ASSIGNMENT: Scan the entries below for "storage" and copy each line that holds it.

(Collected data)
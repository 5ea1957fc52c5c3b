use super::types::*;
use std::fs;
use std::path::Path;

#[derive(Debug, thiserror::Error)]
pub enum ConfigError {
    #[error("Failed to read config file: {0}")]
    ReadError(#[from] std::io::Error),

    #[error("Failed to parse config file: {0}")]
    ParseError(#[from] toml::de::Error),

    #[error("Validation error: {0}")]
    ValidationError(String),

    #[error("Job '{0}' not found")]
    JobNotFound(String),
}

pub type Result<T> = std::result::Result<T, ConfigError>;

/// Load and validate configuration from a TOML file
pub fn load_config<P: AsRef<Path>>(path: P) -> Result<Config> {
    let contents = fs::read_to_string(path)?;
    parse_config(&contents)
}

/// Parse and validate configuration from a TOML string
pub fn parse_config(contents: &str) -> Result<Config> {
    let config: Config = toml::from_str(contents)?;
    validate_config(&config)?;
    Ok(config)
}

/// Validate the configuration
fn validate_config(config: &Config) -> Result<()> {
    if config.storage.bucket.trim().is_empty() {
        return Err(ConfigError::ValidationError(
            "storage.bucket must not be empty".to_string(),
        ));
    }

    if config.global.schedule.split_whitespace().count() != 5 {
        return Err(ConfigError::ValidationError(format!(
            "invalid cron schedule format (expected 5 fields): {}",
            config.global.schedule
        )));
    }

    if config.log_sets.is_empty() && config.jobs.is_empty() {
        return Err(ConfigError::ValidationError(
            "No log sets or jobs defined".to_string(),
        ));
    }

    for (name, set) in &config.log_sets {
        validate_log_set(name, set)?;
    }

    for (name, job) in &config.jobs {
        validate_job(name, job)?;
    }

    Ok(())
}

fn validate_log_set(name: &str, set: &LogSetConfig) -> Result<()> {
    if set.subdirs.is_empty() {
        return Err(ConfigError::ValidationError(format!(
            "Log set '{}': no subdirs listed",
            name
        )));
    }

    if set.prefix.trim().is_empty() {
        return Err(ConfigError::ValidationError(format!(
            "Log set '{}': prefix must not be empty",
            name
        )));
    }

    Ok(())
}

fn validate_job(name: &str, job: &JobConfig) -> Result<()> {
    if job.prefix().trim().is_empty() {
        return Err(ConfigError::ValidationError(format!(
            "Job '{}': prefix must not be empty",
            name
        )));
    }

    match job {
        JobConfig::Directory(dir) => {
            if dir.source.as_os_str().is_empty() {
                return Err(ConfigError::ValidationError(format!(
                    "Job '{}': source must not be empty",
                    name
                )));
            }
        }
        JobConfig::Mongodb(mongo) => {
            match (&mongo.password, &mongo.password_file) {
                (Some(_), Some(_)) => {
                    return Err(ConfigError::ValidationError(format!(
                        "Job '{}': set either password or password_file, not both",
                        name
                    )));
                }
                (None, None) => {
                    return Err(ConfigError::ValidationError(format!(
                        "Job '{}': password or password_file is required",
                        name
                    )));
                }
                (None, Some(file)) => {
                    if !super::expand_tilde(file).exists() {
                        return Err(ConfigError::ValidationError(format!(
                            "Job '{}': password file does not exist: {:?}",
                            name, file
                        )));
                    }
                }
                (Some(_), None) => {}
            }

            if mongo.username.is_empty() {
                return Err(ConfigError::ValidationError(format!(
                    "Job '{}': username must not be empty",
                    name
                )));
            }
        }
    }

    Ok(())
}

/// Look up a job by name
pub fn find_job<'a>(config: &'a Config, name: &str) -> Result<&'a JobConfig> {
    config
        .jobs
        .get(name)
        .ok_or_else(|| ConfigError::JobNotFound(name.to_string()))
}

EXERCISE RESULT:
    if config.storage.bucket.trim().is_empty() {
            "storage.bucket must not be empty".to_string(),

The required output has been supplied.